MLB Colorado Rockies and Boston Red Sox For providing us with a completely boring World Series, and another sweep in a sport’s “final hurrah”. OK, maybe the tomato should be directed more in Colorado’s direction.
Hank Steinbrenner For thinking that he can acquire a marquee bat (e.g. Miguel Cabrera or Miguel Tejada) without having to part with any of New York’s young talent. What do you think, teams are just giving players away?
Scott Boras and A-Rod For announcing that A-Rod is opting out of his contract during the World Series. It sure sounds like showing up the Red Sox to me, or just stealing away some attention.
Joe Girardi The new manager of the Yankees announced he will wear #27 on his jersey, hinting towards being present for New York’s next title, which would be number twenty seven. OK, kind of clever, but overall cheesy in my mind. So if you win one Joe, do you switch to #28 the following year? Give me a break.
College Football
Bill Callahan It was just a few years ago that he was coaching a team in the Super Bowl. Now, he’s had a major part in taking down a former college football power. The latest blunder, allowing Kansas to put 76 points on the board. Those walking papers also come with a tomato Bill…
Charlie Weis and the Irish Props to Navy, but incoming tomatoes for Charlie and Notre Dame. It was a battle, and the Irish fell after multiple overtimes. With how similar the team jerseys were, I almost thought I was viewing an offseason scrimmage. Yeah, it was that ugly.
Virginia Tech Hokies The painful loss to Boston College still looms large. You can’t blow a ten point lead with only a handful of minutes left on the clock. No matter who you are playing…
Boston College Eagles Fresh off a miracle victory against Virginia Tech, the Eagles lay an egg at home, and fall to the Seminoles. Don’t be shocked if VT exacts their revenge in the ACC conference championship.
Fans Drinking the Dennis Dixon “Heisman Haterade” Let’s check the stats first on Dennis Dixon of the Oregon Ducks: Over 2,000 passing yards, 549 rushing yards, 20 passing TD’s, 3 INT’s, and eight rushing touchdowns… all for a team ranked third in the country. He’s a leader, he’s a force, he is the Heisman favorite as of today, and if you don’t think so, you’re drinking “Heisman Haterade”.
College Basketball
Billy Gillispie and the Kentucky Wildcats Not only did Gardner-Webb knock off Kentucky, but they did at Rupp Arena, and by 16 points. Yikes. Can anyone even tell me Gardner-Webb’s mascot without looking it up? Yeah, I didn’t think so. Bet on Wildcats or Bulldogs… then again, Tomatoes would be a good fit.
NBA
Miami Heat, Chicago Bulls, and Washington Wizards All three teams are supposed to contend for legitimate Eastern Conference playoff spots. Sure, it’s early, but days in, these three franchises combine for an 0-11 record.

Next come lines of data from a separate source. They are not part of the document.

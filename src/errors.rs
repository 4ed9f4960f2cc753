//! Error type returned by store operations.
//!
//! Nothing here is fatal: the UI turns every variant into an error popup and
//! carries on with the state it already has.

/// Error codes as constants to avoid stringly-typed matching in callers.
pub mod codes {
    pub const VALIDATION_ERROR: &str = "VALIDATION_ERROR";
    pub const NOT_FOUND: &str = "NOT_FOUND";
    pub const DUPLICATE: &str = "DUPLICATE";
    pub const CATEGORY_IN_USE: &str = "CATEGORY_IN_USE";
    pub const STORAGE_ERROR: &str = "STORAGE_ERROR";
}

#[derive(Debug, Clone, PartialEq, Eq)]
pub enum StoreError {
    /// Required field missing or malformed
    Validation(String),
    /// No record with the given id or name
    NotFound(String),
    /// Name already taken
    Duplicate(String),
    /// Category still referenced by ideas
    CategoryInUse { category: String, count: usize },
    /// Local storage write failed
    Storage(String),
}

impl StoreError {
    pub fn code(&self) -> &'static str {
        match self {
            StoreError::Validation(_) => codes::VALIDATION_ERROR,
            StoreError::NotFound(_) => codes::NOT_FOUND,
            StoreError::Duplicate(_) => codes::DUPLICATE,
            StoreError::CategoryInUse { .. } => codes::CATEGORY_IN_USE,
            StoreError::Storage(_) => codes::STORAGE_ERROR,
        }
    }

    /// Message suitable for showing to the user as-is.
    pub fn message(&self) -> String {
        match self {
            StoreError::Validation(msg) => msg.clone(),
            StoreError::NotFound(msg) => msg.clone(),
            StoreError::Duplicate(msg) => msg.clone(),
            StoreError::CategoryInUse { count, .. } => format!(
                "Cannot delete: {} {} using this category",
                count,
                if *count == 1 { "idea is" } else { "ideas are" }
            ),
            StoreError::Storage(msg) => msg.clone(),
        }
    }
}

impl std::fmt::Display for StoreError {
    fn fmt(&self, f: &mut std::fmt::Formatter<'_>) -> std::fmt::Result {
        write!(f, "{}: {}", self.code(), self.message())
    }
}

impl std::error::Error for StoreError {}

impl From<anyhow::Error> for StoreError {
    fn from(err: anyhow::Error) -> Self {
        tracing::error!("Storage error: {:?}", err);
        StoreError::Storage(format!("Failed to save changes: {}", err))
    }
}

impl From<serde_json::Error> for StoreError {
    fn from(err: serde_json::Error) -> Self {
        tracing::error!("JSON error: {:?}", err);
        StoreError::Storage(format!("Failed to serialize data: {}", err))
    }
}

#[cfg(test)]
mod tests {
    use super::*;

    #[test]
    fn in_use_message_pluralizes() {
        let one = StoreError::CategoryInUse {
            category: "Art".to_string(),
            count: 1,
        };
        assert_eq!(one.message(), "Cannot delete: 1 idea is using this category");

        let many = StoreError::CategoryInUse {
            category: "Art".to_string(),
            count: 3,
        };
        assert_eq!(many.message(), "Cannot delete: 3 ideas are using this category");
        assert_eq!(many.code(), codes::CATEGORY_IN_USE);
    }

    #[test]
    fn display_prefixes_code() {
        let err = StoreError::NotFound("Idea not found".to_string());
        assert_eq!(err.to_string(), "NOT_FOUND: Idea not found");
    }
}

Incoming!
Honorary Tomato Throwers of the Week Because those who found success earn a chance to sling one at their opposition
Navy Football – at Notre Dame, for ending a streak of four plus decades of losing to the Irish Gardner-Webb – at the Kentucky Wildcats Kansas – at the College football world, for continuing to not believe in them Joe Torre – at the National League Bobby Bowden – for ending Boston College’s undefeated season
This has been “Throwing Tomatoes”… now toss that pizza in the oven. I’m famished.